Back to the OED: Under the meaning “[a]ny one of a number of small compartments or niches into which a larger structure is divided, as a compartment of a dovecote, a section of a drawer or cabinet, a pigeonhole, etc.”, we find “J. Ray Let. 14 Sept. in Corr. (1848) 4   [The box] must have almost infinite cells and divisions to contain all the varieties of seeds and fruits.” The date 1848 is, of course misleading, as the reply to Willughby was probably written in 1661.

Under the meaning “[a]ny of various pores, cavities, or (typically small, air-filled) chambers in the structure of tissues, natural mineral substances, or (now often) man-made” we then find the famous quote from Hooke’s Micrographia, published in January 1665: “These pores, or cells [in cork] were not very deep, but consisted of a great many little Boxes, separated out of one continued long Pore.”

All this made me curious. So I consulted Hooke’s book online (on Project Gutenberg) and searched for the word cell in order to see in what immediate contexts it was used (hoping to find some reference to drawers or cabinets….) In the context of investigating ‘atoms of fire’, he talks about “cells or boxes”. In the context of shells, he talks about “regular cells or caverns”.

In the context of the texture of cork he writes about “Cells and Pores”, but also about “little Boxes or Cells distinct from one another”, and, of course, honey-combs, although at first I couldn’t find the word cell in the vicinity of honey-comb as it was misspelled: “sexangular celts” – which should, of course be “cells”!

Hook observed that in contrast with cork the pith which fills the stalk of a feather seems to be filled “a congeries of very small bubbles consolidated in that form, into a pretty stiff as well as tough concrete“) and says: “each Cavern, Bubble, or Cell, is distinctly separate from any of the rest”.

And finally, when looking at a spider he concludes that “Nature has allow’d to each a large Chest or Cell, in which is included a very large and strong Muscle” – that’s the closest I came to discovering my elusive cabinet 😉 Rather disappointing! But still!

Coincidence number one

Just when I was getting excited about all this and thought ‘Ha, nobody has thought that Hooke might have been inspired by cells in cabinets’, did I look at Twitter, where a discussion was going on about the usefulness or not of metaphors in science/communication.

I said something on the ubiquity of metaphor and that you can’t really avoid it, but that one should always be aware of its limitations end even ethical implications, when Jon Turney tweeted that he was reviewing a book on metaphor and the history of cell biology!! The book is by Andrew Reynolds and entitled: The Third Lens: Metaphor and the creation of modern cell biology. Great title!

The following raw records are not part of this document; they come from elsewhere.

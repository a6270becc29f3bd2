// SPDX-License-Identifier: PMPL-1.0-or-later
// Copyright (c) 2026 Jonathan D.A. Jewell (hyperpolymath) <jonathan.jewell@open.ac.uk>
//
// Run configuration. Loaded from a JSON file and/or assembled from CLI flags;
// every field has a default so a partial file is valid.

use std::path::{Path, PathBuf};
use std::time::Duration;

use serde::{Deserialize, Serialize};

use crate::error::{OutcropError, Result};
use crate::types::FillParams;

/// Settings for a complete outpainting run.
#[derive(Debug, Clone, Serialize, Deserialize)]
#[serde(default)]
pub struct OutcropConfig {
    /// Canvas growth per round (1.05 grows the height by 5%).
    pub scale: f64,
    /// Mask edge expansion fraction sent to the fill service.
    pub dilation: f64,
    /// Generation step budget.
    pub base_steps: u32,
    /// Number of rounds to run.
    pub rounds: u32,
    /// Image that enters round 0.
    pub initial_file: Option<PathBuf>,
    /// Directory the numbered round outputs are written to.
    pub output_dir: PathBuf,
    /// Filename prefix of round outputs (`<prefix>-<index>.<ext>`).
    pub output_prefix: String,
    /// Extension of round outputs: `jpg` or `jpeg`, since outputs are JPEG encoded.
    pub output_extension: String,
    /// JPEG quality of round outputs (1-100).
    pub output_quality: u8,
    /// Colour behind the original in the matte (RGBA).
    pub backdrop: [u8; 4],
    pub endpoint: EndpointConfig,
    /// Per-request HTTP timeout in seconds.
    pub request_timeout_secs: u64,
    pub retry: RetrySettings,
}

impl Default for OutcropConfig {
    fn default() -> Self {
        Self {
            scale: 1.05,
            dilation: 0.03,
            base_steps: 50,
            rounds: 1,
            initial_file: None,
            output_dir: PathBuf::from("."),
            output_prefix: "out".into(),
            output_extension: "jpg".into(),
            output_quality: 90,
            backdrop: [0, 0, 0, 255],
            endpoint: EndpointConfig::default(),
            request_timeout_secs: 120,
            retry: RetrySettings::default(),
        }
    }
}

/// Where the generative fill model lives.
#[derive(Debug, Clone, Serialize, Deserialize)]
#[serde(default)]
pub struct EndpointConfig {
    /// Cloud region hosting the model.
    pub location: String,
    /// Cloud project the request is billed to.
    pub project_id: String,
    /// Model identifier.
    pub model: String,
    /// Replaces `https://{location}-aiplatform.googleapis.com` when set.
    pub base_url: Option<String>,
}

impl Default for EndpointConfig {
    fn default() -> Self {
        Self {
            location: "us-central1".into(),
            project_id: String::new(),
            model: "imagen-3.0-capability-001".into(),
            base_url: None,
        }
    }
}

impl EndpointConfig {
    /// Full URL of the model's predict method.
    pub fn predict_url(&self) -> String {
        let base = match &self.base_url {
            Some(url) => url.trim_end_matches('/').to_string(),
            None => format!("https://{}-aiplatform.googleapis.com", self.location),
        };
        format!(
            "{base}/v1/projects/{}/locations/{}/publishers/google/models/{}:predict",
            self.project_id, self.location, self.model
        )
    }
}

/// Backoff policy for fill requests.
#[derive(Debug, Clone, Serialize, Deserialize)]
#[serde(default)]
pub struct RetrySettings {
    /// Retries after the first attempt. Zero disables retrying.
    pub max_retries: u32,
    pub base_delay_ms: u64,
    pub max_delay_ms: u64,
}

impl Default for RetrySettings {
    fn default() -> Self {
        Self {
            max_retries: 3,
            base_delay_ms: 2_000,
            max_delay_ms: 60_000,
        }
    }
}

impl OutcropConfig {
    /// Read a configuration file. Missing fields take their defaults.
    pub fn load(path: impl AsRef<Path>) -> Result<Self> {
        let data = std::fs::read_to_string(path.as_ref())?;
        let config: Self = serde_json::from_str(&data)?;
        Ok(config)
    }

    /// Write the configuration as pretty-printed JSON.
    pub fn save(&self, path: impl AsRef<Path>) -> Result<()> {
        let json = serde_json::to_string_pretty(self)?;
        std::fs::write(path.as_ref(), json)?;
        Ok(())
    }

    /// Reject values the pipeline cannot run with.
    pub fn validate(&self) -> Result<()> {
        if !self.scale.is_finite() || self.scale <= 0.0 {
            return Err(invalid(format!("scale must be positive, got {}", self.scale)));
        }
        if !(0.0..=1.0).contains(&self.dilation) {
            return Err(invalid(format!(
                "dilation must be within 0..=1, got {}",
                self.dilation
            )));
        }
        if self.base_steps == 0 {
            return Err(invalid("base_steps must be at least 1".into()));
        }
        if self.rounds == 0 {
            return Err(invalid("rounds must be at least 1".into()));
        }
        if !(1..=100).contains(&self.output_quality) {
            return Err(invalid(format!(
                "output_quality must be within 1..=100, got {}",
                self.output_quality
            )));
        }
        if self.output_prefix.is_empty() {
            return Err(invalid("output prefix must not be empty".into()));
        }
        if !["jpg", "jpeg"].contains(&self.output_extension.to_ascii_lowercase().as_str()) {
            return Err(invalid(format!(
                "output extension must be jpg or jpeg (got {:?}); round outputs are JPEG encoded",
                self.output_extension
            )));
        }
        if self.endpoint.project_id.trim().is_empty() {
            return Err(invalid("endpoint.project_id is required".into()));
        }
        Ok(())
    }

    /// Generation parameters derived from this configuration.
    pub fn fill_params(&self) -> FillParams {
        FillParams {
            dilation: self.dilation,
            base_steps: self.base_steps,
        }
    }

    pub fn request_timeout(&self) -> Duration {
        Duration::from_secs(self.request_timeout_secs)
    }
}

fn invalid(reason: String) -> OutcropError {
    OutcropError::InvalidConfig(reason)
}

#[cfg(test)]
mod tests {
    use super::*;

    fn valid() -> OutcropConfig {
        OutcropConfig {
            endpoint: EndpointConfig {
                project_id: "demo-project".into(),
                ..Default::default()
            },
            ..Default::default()
        }
    }

    #[test]
    fn defaults_match_recommended_values() {
        let config = OutcropConfig::default();
        assert_eq!(config.scale, 1.05);
        assert_eq!(config.dilation, 0.03);
        assert_eq!(config.base_steps, 50);
        assert_eq!(config.output_prefix, "out");
        assert_eq!(config.output_extension, "jpg");
    }

    #[test]
    fn predict_url_from_location_and_project() {
        let endpoint = EndpointConfig {
            project_id: "demo-project".into(),
            ..Default::default()
        };
        assert_eq!(
            endpoint.predict_url(),
            "https://us-central1-aiplatform.googleapis.com/v1/projects/demo-project/locations/us-central1/publishers/google/models/imagen-3.0-capability-001:predict"
        );
    }

    #[test]
    fn predict_url_honours_base_override() {
        let endpoint = EndpointConfig {
            project_id: "p".into(),
            base_url: Some("http://127.0.0.1:9000/".into()),
            ..Default::default()
        };
        assert!(endpoint
            .predict_url()
            .starts_with("http://127.0.0.1:9000/v1/projects/p/"));
    }

    #[test]
    fn validate_rejects_bad_values() {
        assert!(valid().validate().is_ok());

        let cases = [
            OutcropConfig { scale: 0.0, ..valid() },
            OutcropConfig { scale: f64::NAN, ..valid() },
            OutcropConfig { dilation: 1.5, ..valid() },
            OutcropConfig { base_steps: 0, ..valid() },
            OutcropConfig { rounds: 0, ..valid() },
            OutcropConfig { output_quality: 0, ..valid() },
            OutcropConfig { output_extension: "png".into(), ..valid() },
            OutcropConfig { output_extension: String::new(), ..valid() },
            OutcropConfig::default(),
        ];
        for config in cases {
            assert!(matches!(
                config.validate(),
                Err(OutcropError::InvalidConfig(_))
            ));
        }
    }

    #[test]
    fn jpeg_extensions_accepted_in_any_case() {
        for ext in ["jpg", "jpeg", "JPG"] {
            let config = OutcropConfig {
                output_extension: ext.into(),
                ..valid()
            };
            assert!(config.validate().is_ok(), "{ext} should be accepted");
        }
    }

    #[test]
    fn partial_file_takes_defaults() {
        let dir = tempfile::tempdir().unwrap();
        let path = dir.path().join("outcrop.json");
        std::fs::write(
            &path,
            r#"{ "rounds": 12, "endpoint": { "project_id": "demo" } }"#,
        )
        .unwrap();

        let config = OutcropConfig::load(&path).unwrap();
        assert_eq!(config.rounds, 12);
        assert_eq!(config.endpoint.project_id, "demo");
        assert_eq!(config.endpoint.location, "us-central1");
        assert_eq!(config.scale, 1.05);
    }

    #[test]
    fn save_then_load() {
        let dir = tempfile::tempdir().unwrap();
        let path = dir.path().join("outcrop.json");
        let config = OutcropConfig { rounds: 7, ..valid() };
        config.save(&path).unwrap();

        let loaded = OutcropConfig::load(&path).unwrap();
        assert_eq!(loaded.rounds, 7);
        assert_eq!(loaded.endpoint.project_id, "demo-project");
    }
}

I got the book on kindle, as I am away from home and found that the history of the cell metaphor is indeed even more complicated than I thought. You’ll have to read the book yourselves though or wait for Jon’s review to find out just how much. No cabinets though as far as I could make out. So I am probably barking up the wrong tree. But that doesn’t matter. The whole thing was just very interesting.

Coincidence number two

So, trying to forget about all this, I set down with my family in the evening to watch Bladerunner 2049, when I almost fell from the sofa. There was a scene about ‘cells’ and ‘boxes’ and…. Anyway, you can watch a bit here.

And now it’s time to go back to reading The Wonderful Mister Willughby… and then it’s onto The Third Lens!